**Task instructions**. From the data below, set down exactly the lines between the one holding "active (email verified)" and the one holding "issued refresh token", inclusive, and no others.

**Entries shown**.
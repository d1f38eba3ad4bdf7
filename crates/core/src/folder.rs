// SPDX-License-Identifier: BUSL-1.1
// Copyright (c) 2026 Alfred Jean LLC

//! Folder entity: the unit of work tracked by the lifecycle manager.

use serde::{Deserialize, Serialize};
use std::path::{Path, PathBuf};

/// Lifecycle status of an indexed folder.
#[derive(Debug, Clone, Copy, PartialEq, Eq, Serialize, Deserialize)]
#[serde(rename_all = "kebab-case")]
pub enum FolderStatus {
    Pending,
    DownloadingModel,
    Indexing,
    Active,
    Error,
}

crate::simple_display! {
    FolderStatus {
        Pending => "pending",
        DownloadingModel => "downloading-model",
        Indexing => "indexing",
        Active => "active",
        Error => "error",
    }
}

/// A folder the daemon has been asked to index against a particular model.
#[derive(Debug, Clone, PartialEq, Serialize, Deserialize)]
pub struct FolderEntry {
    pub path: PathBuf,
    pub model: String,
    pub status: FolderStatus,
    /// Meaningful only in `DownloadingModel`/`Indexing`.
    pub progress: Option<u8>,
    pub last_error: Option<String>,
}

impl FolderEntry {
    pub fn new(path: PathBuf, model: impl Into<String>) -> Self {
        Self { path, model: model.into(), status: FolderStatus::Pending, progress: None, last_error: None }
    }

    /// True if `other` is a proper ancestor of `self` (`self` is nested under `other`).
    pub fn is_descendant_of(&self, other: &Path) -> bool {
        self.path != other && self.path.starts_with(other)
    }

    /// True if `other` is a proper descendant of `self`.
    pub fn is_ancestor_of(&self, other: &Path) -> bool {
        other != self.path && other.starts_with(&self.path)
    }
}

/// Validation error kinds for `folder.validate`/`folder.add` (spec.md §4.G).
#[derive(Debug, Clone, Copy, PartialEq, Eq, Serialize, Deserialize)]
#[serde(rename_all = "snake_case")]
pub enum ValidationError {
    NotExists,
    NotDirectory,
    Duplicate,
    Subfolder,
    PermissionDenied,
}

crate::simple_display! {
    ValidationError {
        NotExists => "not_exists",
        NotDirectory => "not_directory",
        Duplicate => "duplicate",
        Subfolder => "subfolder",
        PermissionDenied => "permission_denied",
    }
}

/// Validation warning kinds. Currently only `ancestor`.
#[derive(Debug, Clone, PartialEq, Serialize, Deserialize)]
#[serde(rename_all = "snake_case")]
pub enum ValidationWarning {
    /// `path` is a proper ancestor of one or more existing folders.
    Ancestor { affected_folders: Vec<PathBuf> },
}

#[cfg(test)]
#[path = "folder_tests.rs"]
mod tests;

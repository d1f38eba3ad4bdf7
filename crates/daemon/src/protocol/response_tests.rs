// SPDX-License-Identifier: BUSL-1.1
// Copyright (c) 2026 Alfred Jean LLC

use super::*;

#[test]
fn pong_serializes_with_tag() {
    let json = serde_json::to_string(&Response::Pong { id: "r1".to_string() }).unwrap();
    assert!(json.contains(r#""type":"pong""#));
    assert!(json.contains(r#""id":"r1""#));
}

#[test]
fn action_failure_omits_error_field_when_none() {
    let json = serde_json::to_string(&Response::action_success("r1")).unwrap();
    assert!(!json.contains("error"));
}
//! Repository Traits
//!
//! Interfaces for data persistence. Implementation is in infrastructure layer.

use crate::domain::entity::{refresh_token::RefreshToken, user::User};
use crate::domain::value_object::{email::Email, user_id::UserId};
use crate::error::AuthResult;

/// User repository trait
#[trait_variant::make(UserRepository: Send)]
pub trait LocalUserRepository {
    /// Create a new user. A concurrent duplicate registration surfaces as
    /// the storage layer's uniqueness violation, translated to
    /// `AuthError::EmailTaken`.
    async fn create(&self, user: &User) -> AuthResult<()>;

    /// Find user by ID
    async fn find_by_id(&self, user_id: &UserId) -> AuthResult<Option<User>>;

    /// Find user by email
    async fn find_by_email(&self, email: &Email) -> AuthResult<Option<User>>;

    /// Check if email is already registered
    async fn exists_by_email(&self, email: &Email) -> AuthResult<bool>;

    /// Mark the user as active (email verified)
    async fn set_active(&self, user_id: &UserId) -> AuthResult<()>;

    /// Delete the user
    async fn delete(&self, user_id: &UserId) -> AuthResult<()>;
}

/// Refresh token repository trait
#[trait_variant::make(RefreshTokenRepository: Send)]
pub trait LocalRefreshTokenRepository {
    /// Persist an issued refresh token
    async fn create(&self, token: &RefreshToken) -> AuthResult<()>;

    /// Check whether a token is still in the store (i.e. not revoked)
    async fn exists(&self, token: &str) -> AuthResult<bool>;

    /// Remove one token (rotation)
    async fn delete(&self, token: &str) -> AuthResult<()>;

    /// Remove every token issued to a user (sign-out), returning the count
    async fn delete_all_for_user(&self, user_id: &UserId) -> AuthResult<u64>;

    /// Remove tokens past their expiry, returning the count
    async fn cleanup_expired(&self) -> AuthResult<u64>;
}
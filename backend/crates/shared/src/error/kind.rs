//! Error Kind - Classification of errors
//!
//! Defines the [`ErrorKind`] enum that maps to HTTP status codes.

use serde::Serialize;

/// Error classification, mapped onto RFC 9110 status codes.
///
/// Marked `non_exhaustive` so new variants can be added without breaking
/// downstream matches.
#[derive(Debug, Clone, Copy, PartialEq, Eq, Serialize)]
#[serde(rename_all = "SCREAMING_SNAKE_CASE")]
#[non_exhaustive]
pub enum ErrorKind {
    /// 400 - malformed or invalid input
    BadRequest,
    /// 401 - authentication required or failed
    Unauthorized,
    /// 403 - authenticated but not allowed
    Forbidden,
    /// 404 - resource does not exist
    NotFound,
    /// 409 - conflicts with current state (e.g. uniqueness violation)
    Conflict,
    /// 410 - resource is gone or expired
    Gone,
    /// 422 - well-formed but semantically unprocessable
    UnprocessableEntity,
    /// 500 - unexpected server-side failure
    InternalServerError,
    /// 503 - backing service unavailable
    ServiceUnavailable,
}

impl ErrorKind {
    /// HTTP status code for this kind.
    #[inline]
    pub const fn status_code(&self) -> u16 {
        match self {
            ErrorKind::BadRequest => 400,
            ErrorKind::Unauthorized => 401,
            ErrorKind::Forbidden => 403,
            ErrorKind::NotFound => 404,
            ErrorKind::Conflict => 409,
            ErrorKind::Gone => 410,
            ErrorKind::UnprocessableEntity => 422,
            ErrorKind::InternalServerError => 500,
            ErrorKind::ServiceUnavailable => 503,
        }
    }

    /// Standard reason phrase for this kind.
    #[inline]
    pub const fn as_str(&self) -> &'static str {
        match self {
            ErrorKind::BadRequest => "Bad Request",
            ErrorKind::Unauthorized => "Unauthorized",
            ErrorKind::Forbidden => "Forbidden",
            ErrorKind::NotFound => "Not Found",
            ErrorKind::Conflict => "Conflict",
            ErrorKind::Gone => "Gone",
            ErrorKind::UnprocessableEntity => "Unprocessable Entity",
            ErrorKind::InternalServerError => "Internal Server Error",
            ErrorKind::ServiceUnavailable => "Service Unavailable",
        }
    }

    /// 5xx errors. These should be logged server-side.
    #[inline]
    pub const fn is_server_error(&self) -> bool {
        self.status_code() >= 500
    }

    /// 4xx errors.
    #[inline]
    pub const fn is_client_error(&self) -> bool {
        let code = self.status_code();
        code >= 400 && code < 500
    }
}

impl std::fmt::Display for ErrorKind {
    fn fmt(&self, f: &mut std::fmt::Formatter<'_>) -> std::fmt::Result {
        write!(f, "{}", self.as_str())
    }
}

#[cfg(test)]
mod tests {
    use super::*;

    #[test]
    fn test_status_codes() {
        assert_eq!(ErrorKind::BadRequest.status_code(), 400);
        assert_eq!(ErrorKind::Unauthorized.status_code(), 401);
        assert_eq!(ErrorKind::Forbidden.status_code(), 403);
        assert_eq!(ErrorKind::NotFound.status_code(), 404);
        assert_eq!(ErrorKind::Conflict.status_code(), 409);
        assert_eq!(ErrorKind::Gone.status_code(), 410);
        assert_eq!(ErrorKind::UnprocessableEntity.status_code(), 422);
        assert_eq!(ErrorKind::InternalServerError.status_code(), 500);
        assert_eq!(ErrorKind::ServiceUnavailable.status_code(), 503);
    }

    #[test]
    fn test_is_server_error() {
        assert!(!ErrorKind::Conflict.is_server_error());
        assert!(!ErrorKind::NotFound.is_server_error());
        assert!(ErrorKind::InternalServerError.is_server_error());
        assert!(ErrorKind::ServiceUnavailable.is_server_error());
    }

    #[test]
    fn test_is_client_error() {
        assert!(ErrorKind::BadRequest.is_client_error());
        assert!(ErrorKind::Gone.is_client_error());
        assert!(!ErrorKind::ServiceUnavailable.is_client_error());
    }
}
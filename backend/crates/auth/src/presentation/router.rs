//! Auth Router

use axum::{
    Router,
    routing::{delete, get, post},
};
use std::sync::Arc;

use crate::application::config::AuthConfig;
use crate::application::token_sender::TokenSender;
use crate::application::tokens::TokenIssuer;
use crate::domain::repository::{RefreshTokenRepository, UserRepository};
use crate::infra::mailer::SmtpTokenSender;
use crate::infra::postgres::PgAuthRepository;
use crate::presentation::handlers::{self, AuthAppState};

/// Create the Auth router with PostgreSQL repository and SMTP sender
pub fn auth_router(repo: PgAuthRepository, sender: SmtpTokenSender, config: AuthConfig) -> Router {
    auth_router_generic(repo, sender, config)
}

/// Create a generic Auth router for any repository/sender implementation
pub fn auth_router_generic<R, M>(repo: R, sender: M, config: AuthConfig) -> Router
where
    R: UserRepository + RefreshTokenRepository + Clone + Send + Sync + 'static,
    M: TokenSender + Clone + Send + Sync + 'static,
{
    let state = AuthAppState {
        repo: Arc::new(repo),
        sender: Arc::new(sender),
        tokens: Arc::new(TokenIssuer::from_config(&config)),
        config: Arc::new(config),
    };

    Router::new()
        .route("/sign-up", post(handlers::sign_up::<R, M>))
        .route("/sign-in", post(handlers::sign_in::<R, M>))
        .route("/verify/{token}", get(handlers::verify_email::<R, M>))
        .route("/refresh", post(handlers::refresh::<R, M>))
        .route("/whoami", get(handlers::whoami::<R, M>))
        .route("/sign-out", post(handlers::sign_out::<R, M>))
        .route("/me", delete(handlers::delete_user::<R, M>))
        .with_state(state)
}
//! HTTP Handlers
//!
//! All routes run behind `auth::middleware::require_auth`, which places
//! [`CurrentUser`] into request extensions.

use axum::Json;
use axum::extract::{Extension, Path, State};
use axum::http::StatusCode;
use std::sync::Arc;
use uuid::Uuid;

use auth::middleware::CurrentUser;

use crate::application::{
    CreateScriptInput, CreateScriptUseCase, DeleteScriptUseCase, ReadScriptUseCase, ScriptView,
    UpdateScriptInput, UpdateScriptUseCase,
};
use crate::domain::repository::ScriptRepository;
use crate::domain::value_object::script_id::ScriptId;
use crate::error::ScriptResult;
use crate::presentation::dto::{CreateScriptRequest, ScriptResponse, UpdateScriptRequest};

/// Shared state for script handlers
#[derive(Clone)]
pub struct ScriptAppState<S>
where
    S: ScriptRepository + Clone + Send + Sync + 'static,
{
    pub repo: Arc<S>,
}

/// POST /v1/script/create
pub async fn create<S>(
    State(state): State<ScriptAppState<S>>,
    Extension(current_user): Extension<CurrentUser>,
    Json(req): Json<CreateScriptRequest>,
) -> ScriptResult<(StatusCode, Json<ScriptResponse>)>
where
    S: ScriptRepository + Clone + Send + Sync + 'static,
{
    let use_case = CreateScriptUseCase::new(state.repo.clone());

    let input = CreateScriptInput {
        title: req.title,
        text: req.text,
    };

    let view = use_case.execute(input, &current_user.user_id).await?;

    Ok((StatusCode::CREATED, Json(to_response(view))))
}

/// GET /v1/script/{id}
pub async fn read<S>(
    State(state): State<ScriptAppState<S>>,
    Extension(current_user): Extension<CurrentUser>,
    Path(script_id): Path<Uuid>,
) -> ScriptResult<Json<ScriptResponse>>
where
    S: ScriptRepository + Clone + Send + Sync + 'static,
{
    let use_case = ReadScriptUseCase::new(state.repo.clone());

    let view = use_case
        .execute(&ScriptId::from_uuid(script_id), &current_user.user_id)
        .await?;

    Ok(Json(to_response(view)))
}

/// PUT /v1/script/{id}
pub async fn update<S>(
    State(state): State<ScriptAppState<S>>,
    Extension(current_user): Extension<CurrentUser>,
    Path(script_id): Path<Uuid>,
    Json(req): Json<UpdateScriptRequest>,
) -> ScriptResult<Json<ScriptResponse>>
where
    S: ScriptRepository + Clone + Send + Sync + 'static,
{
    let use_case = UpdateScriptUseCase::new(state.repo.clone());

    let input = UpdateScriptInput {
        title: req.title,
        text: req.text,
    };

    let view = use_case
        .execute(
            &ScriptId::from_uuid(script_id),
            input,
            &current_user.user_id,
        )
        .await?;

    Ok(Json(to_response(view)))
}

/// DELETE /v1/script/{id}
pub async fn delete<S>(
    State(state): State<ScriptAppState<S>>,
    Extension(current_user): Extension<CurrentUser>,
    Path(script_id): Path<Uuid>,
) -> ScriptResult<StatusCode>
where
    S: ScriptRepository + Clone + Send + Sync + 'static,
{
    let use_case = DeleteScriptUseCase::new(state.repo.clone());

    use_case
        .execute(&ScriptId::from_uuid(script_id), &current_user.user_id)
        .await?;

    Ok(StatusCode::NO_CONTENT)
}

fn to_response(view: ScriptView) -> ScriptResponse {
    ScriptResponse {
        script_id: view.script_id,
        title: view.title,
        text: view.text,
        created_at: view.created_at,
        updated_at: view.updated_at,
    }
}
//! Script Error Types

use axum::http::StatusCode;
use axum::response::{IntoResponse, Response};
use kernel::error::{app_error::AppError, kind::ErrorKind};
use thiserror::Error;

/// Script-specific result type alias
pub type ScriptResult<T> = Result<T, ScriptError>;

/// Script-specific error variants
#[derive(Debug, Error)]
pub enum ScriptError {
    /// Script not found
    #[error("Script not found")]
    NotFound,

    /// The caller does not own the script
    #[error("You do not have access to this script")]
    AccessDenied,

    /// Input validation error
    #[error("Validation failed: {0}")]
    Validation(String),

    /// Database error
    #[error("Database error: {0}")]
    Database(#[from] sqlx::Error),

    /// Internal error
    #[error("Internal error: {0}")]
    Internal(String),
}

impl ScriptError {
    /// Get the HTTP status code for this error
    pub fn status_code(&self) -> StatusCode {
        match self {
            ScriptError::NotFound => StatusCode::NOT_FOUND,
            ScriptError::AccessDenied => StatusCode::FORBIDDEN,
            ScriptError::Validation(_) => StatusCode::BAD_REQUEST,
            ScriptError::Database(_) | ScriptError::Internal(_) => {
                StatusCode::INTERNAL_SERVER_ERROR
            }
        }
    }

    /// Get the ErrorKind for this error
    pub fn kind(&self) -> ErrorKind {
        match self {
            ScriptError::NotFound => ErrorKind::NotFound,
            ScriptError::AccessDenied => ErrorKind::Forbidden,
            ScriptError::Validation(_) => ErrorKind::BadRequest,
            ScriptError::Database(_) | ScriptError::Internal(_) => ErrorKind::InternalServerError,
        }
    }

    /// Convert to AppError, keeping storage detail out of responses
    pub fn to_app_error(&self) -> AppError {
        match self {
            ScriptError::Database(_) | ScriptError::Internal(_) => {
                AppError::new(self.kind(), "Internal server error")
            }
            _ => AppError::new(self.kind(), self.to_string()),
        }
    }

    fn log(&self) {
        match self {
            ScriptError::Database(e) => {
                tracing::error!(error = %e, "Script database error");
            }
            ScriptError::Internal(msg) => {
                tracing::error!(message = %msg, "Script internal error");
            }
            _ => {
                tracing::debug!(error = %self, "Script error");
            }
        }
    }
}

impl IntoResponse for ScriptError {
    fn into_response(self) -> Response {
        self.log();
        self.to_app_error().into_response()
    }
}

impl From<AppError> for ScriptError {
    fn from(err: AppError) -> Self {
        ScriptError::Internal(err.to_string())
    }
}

**Result below**.
    /// Mark the user as active (email verified)
    async fn set_active(&self, user_id: &UserId) -> AuthResult<()>;

    /// Delete the user
    async fn delete(&self, user_id: &UserId) -> AuthResult<()>;
}

/// Refresh token repository trait
#[trait_variant::make(RefreshTokenRepository: Send)]
pub trait LocalRefreshTokenRepository {
    /// Persist an issued refresh token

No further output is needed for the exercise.